Suzanne Connolly: Helping families in poverty requires a balance of targeted and universal supports

Cost-of-living pressures are ever present. Despite inflation falling, families are still struggling to provide their children with daily essentials, such as heating; electricity; food and opportunities to engage in activities. Parents continue to go without, making sacrifices to try to provide their children with what they need. For these parents, supports around the cost of living are their number one priority for this year’s budget.

Last year in Ireland we saw the rate of deprivation increase for children. This means that more children (more than one in five, 21 per cent) went without absolute essentials such as sufficient heat or clothing. More parents couldn’t afford to provide their children with basic necessities. This was despite cost-of-living measures being put in place in Budget 2024. Without these, deprivation rates among children would have been substantially worse. Results from research commissioned by Barnardos and carried out by Amárach Research a few months ago found that almost half of parents (47 per cent) said they and their children had gone without or cut down on one or more of heat, electricity, medical and food over the past six months. More than four in five parents (81 per cent) stated that cost-of-living issues had negatively affected their children and more than a quarter (26 per cent) of parents said they are always worried about being able to provide their children with daily essentials.

Budget 2025 needs to focus on providing families with sufficient financial supports to ensure their children have access to the basic essentials needed for a decent childhood. That means having sufficient food, heating, electricity and aiming to ensure they have enough income to meet a minimum essential standard of living. This will require a balance of targeted and universal supports.

‘I’m very lucky my mam feeds us twice a week’: Families struggling to make ends meetOpens in new window ]

Targeted supports are needed to lift those families most at risk of deprivation; those most hit by cost-of-living increases over the past few years, in particular those on lower incomes and those living in lone-parent households. Last week, Taoiseach Simon Harris said that the working family payment and the qualified child allowance are the two most effective tools if you want to lift people out of child poverty. We would like to see the Government act on this understanding and see a significant increase to these payments in next week’s budget.
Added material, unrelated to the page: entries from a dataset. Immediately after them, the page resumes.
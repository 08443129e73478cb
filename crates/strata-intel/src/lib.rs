//! # Strata Intel
//!
//! Provider ingestion modules and the sync orchestrator. Each provider
//! module follows the same flow: fetch records from its source, transform
//! them into flat property maps, load them with the update-tag stamp, run
//! the scoped cleanup, and record module sync metadata.

pub mod aws;
pub mod azure;
pub mod gcp;
pub mod jamf;
pub mod records;
pub mod report;
pub mod source;
pub mod sync;

pub use report::{StageOutcome, StageSummary, SyncReport};
pub use source::{AwsSource, AzureSource, GcpSource, JamfSource, SnapshotSource, SourceError};
pub use sync::{run, validate_requested_syncs, Sources, STAGE_NAMES};
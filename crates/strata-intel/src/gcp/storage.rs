//! GCP storage bucket ingestion.

use serde::Deserialize;
use serde_json::{Map, Value};
use tracing::info;

use strata_core::config::CleanupBehavior;
use strata_core::params::JobParameters;
use strata_core::{StrataError, StrataResult};
use strata_graph::{
    load_nodes, record_module_sync_metadata, CleanupSpec, GraphClient, NodeSpec,
};

use crate::gcp::{page_size, starting_page, SCOPE_LABEL, SCOPE_PARAM, PAGE_NO, PAGE_SIZE};
use crate::records::parse_records;
use crate::source::GcpSource;

const NODE_LABEL: &str = "GCPBucket";

#[derive(Debug, Clone, Deserialize)]
pub struct GcpBucketRecord {
    pub id: String,
    #[serde(default)]
    pub name: Option<String>,
    #[serde(default)]
    pub location: Option<String>,
    #[serde(default)]
    pub storage_class: Option<String>,
    #[serde(default)]
    pub uniform_bucket_level_access: Option<bool>,
}

fn transform(buckets: Vec<GcpBucketRecord>) -> Vec<Map<String, Value>> {
    buckets
        .into_iter()
        .map(|bucket| {
            let mut record = Map::new();
            record.insert("id".to_string(), Value::from(bucket.id));
            if let Some(name) = bucket.name {
                record.insert("name".to_string(), Value::from(name));
            }
            if let Some(location) = bucket.location {
                record.insert("location".to_string(), Value::from(location));
            }
            if let Some(class) = bucket.storage_class {
                record.insert("storage_class".to_string(), Value::from(class));
            }
            if let Some(uniform) = bucket.uniform_bucket_level_access {
                record.insert(
                    "uniform_bucket_level_access".to_string(),
                    Value::from(uniform),
                );
            }
            record
        })
        .collect()
}

pub async fn sync(
    client: &GraphClient,
    source: &dyn GcpSource,
    project_id: &str,
    params: &mut JobParameters,
    behavior: CleanupBehavior,
) -> StrataResult<()> {
    let update_tag = params.update_tag();
    let size = page_size(params);
    let mut page_no = starting_page(params);
    let spec = NodeSpec::new(NODE_LABEL, SCOPE_LABEL, SCOPE_PARAM);
    let mut total = 0usize;

    loop {
        params.set(PAGE_NO, page_no);
        params.set(PAGE_SIZE, size);

        let page = source
            .buckets(project_id, page_no, size)
            .await
            .map_err(|e| StrataError::provider(e.to_string()))?;
        let buckets: Vec<GcpBucketRecord> = parse_records(page.records, "gcp_buckets");
        let records = transform(buckets);
        total += load_nodes(client, &spec, &records, project_id, update_tag).await?;

        if !page.has_more {
            break;
        }
        page_no += 1;
    }
    params.unset(PAGE_NO);
    params.unset(PAGE_SIZE);
    info!(project = project_id, buckets = total, "Loaded GCP buckets");

    let mut cleanup = CleanupSpec::new(NODE_LABEL, "RESOURCE", SCOPE_LABEL, SCOPE_PARAM)
        .build_job()?;
    cleanup.merge_parameters(params);
    cleanup.run(client, behavior).await?;

    record_module_sync_metadata(client, SCOPE_LABEL, project_id, NODE_LABEL, update_tag).await
}

#[cfg(test)]
mod tests {
    use super::*;
    use serde_json::json;

    #[test]
    fn bucket_transform_flattens_access_flag() {
        let records = transform(vec![GcpBucketRecord {
            id: "artifacts-prod".to_string(),
            name: Some("artifacts-prod".to_string()),
            location: Some("US".to_string()),
            storage_class: Some("STANDARD".to_string()),
            uniform_bucket_level_access: Some(true),
        }]);
        assert_eq!(records[0]["uniform_bucket_level_access"], json!(true));
        assert_eq!(records[0]["storage_class"], json!("STANDARD"));
    }
}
The Government also needs to focus on families on the edge of poverty, who don’t qualify for existing supports, who have been pulled into deprivation over the past few years. More supports must be directed at them, for example reducing thresholds for certain support payments such as the back-to-school clothing and footwear allowance, and extending eligibility for supports such as fuel allowance.

Parents across the country have been struggling the past few years, many noticing a significant decline in the standard of living for themselves and their children. All too often they are going without essentials, putting their children first. Over time this has negatively impacted their own mental health and the wellbeing of the family.

Extending and targeting supports to families that will lift families out of deprivation would make a huge difference to the lives of children. And we in Barnardos know that childhood lasts a lifetime. The longer children experience poverty and deprivation, the bigger an impact it has on their current and future health, wellbeing and development. Increasing supports for families, particularly those struggling most, and ensuring all children have the essentials of a decent childhood is the best investment this Government can make.